第12話 死んだ心

 依頼主……。

 俺を殺せと命じたやつ、それは一体誰だ?


 心がざわつく。

 気持ちを落ちつかせようと、七志は視線を左右に走らせた。


 知りたくない。

 教えてもらったところで流れに逆らえないだろう。


 ——殺し屋、辞めたいのか?

 

 あのとき、桐谷に問われた。


 ——そうだと言ったら?


 思わず七志は本音を漏らした。

 その結果、いまの状態を引き起こしてしまったのは明白。


 こうなった原因は全て自分にある。

 自業自得だ。

 逃れる術はない。


 少しずつ気持ちが落ちついていく。

 納得という形で……。


「本当は気づいているはずだ。

 だったら、狙うのはわしじゃない」


 説得するように老人が話しかけてくる。


「わしの命など奴——依頼主にとってはなんの価値もない。

 情報を渡した時点で無用だ。

 それは兄ちゃんも同じ……無用な者は消すのがこの世界の常識」


 老人がにたりと笑った。


「でも、奴を始末すれば兄ちゃんもわしも助かる……。

 そう思わんか?」


 老人の言葉が耳に飛びこんできて、頭のなかに留まりつづける。


 奴を始末すれば——。


「わしを始末しろと言ってきた奴、そいつが兄ちゃんを狙っている」


 心にとどめを刺された。


 気づいていながら避けてきた答え。

 それを指摘された。

 もう隠せない。

 経験したことがないほどに動揺している。

 

 殺し屋を辞めたいと伝えたとき、気づくべきだった。

 すんなり解放されたばかりでなく、しばらく何事もなかったのは嵐の前の静けさだったのだと……。

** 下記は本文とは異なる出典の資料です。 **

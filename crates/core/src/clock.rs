// SPDX-License-Identifier: BUSL-1.1
// Copyright (c) 2026 Alfred Jean LLC

//! Clock abstraction for testable time handling

use chrono::{DateTime, TimeDelta, Utc};
use std::sync::{Arc, Mutex};

/// A clock that provides the current wall-clock time
pub trait Clock: Clone + Send + Sync + 'static {
    fn now(&self) -> DateTime<Utc>;
}

/// Real system clock
#[derive(Clone, Default)]
pub struct SystemClock;

impl Clock for SystemClock {
    fn now(&self) -> DateTime<Utc> {
        Utc::now()
    }
}

/// Fake clock for testing with controllable time
#[derive(Clone)]
pub struct FakeClock {
    current: Arc<Mutex<DateTime<Utc>>>,
}

impl FakeClock {
    pub fn new(start: DateTime<Utc>) -> Self {
        Self {
            current: Arc::new(Mutex::new(start)),
        }
    }

    /// Advance the clock by the given delta
    pub fn advance(&self, delta: TimeDelta) {
        let mut current = self.current.lock().unwrap_or_else(|e| e.into_inner());
        *current += delta;
    }

    /// Set the clock to a specific time
    pub fn set(&self, t: DateTime<Utc>) {
        let mut current = self.current.lock().unwrap_or_else(|e| e.into_inner());
        *current = t;
    }
}

impl Default for FakeClock {
    fn default() -> Self {
        Self::new(Utc::now())
    }
}

impl Clock for FakeClock {
    fn now(&self) -> DateTime<Utc> {
        *self.current.lock().unwrap_or_else(|e| e.into_inner())
    }
}

#[cfg(test)]
#[path = "clock_tests.rs"]
mod tests;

 最後に殺しの依頼を受けるという条件付きとはいえ、引退を認めたのもおかしい。

 時間をかけて殺し屋に仕立てた駒をあっさり捨てるはずがない。


 頭の隅ではわかっていたのに、なぜか認めてほしいという願望が勝ってしまった。

 だから、疑わなかった。

 俺を殺そうとするとは……。


「よく聞け、わしを殺せと命令した奴。

 そいつにわしは頼まれた……兄ちゃんを殺せってな」

「黙れ!」


 老人が笑っている。


「奴を殺せ。

 そうすれば、わしも兄ちゃんも助かる」


 老人がささやく。


「……助からない」


 七志はつぶやくのと同時に老人の口を左手で塞いだ。

 抵抗されるより先に右手のナイフを動かす。

 一瞬の苦しみですむように喉をひと突き。

 右手に皮膚を裂いて刃先が肉にめりこんでいく感触を味わい、左手に老人の吐く息の生暖かさを感じた。


 俺の命はある。

 だが、心は死んだ。

 それまで確かに心のなかにあった思いが血を流し、息絶えていく。


「どうして……」


 両手を離すと、老人は地面にくずおれた。


 どうして、直接言ってくれなかったんだ。

 殺し屋を辞めるなら死ねと。


 どうして、自ら手を下してくれなかったんだ。

 物分かりのよい養父を装ったりしてほしくなかった。


 手が震えつづけている。

 どうにかして心を落ちつけようとしていると、ビニールシートをくぐって犬が入ってきた。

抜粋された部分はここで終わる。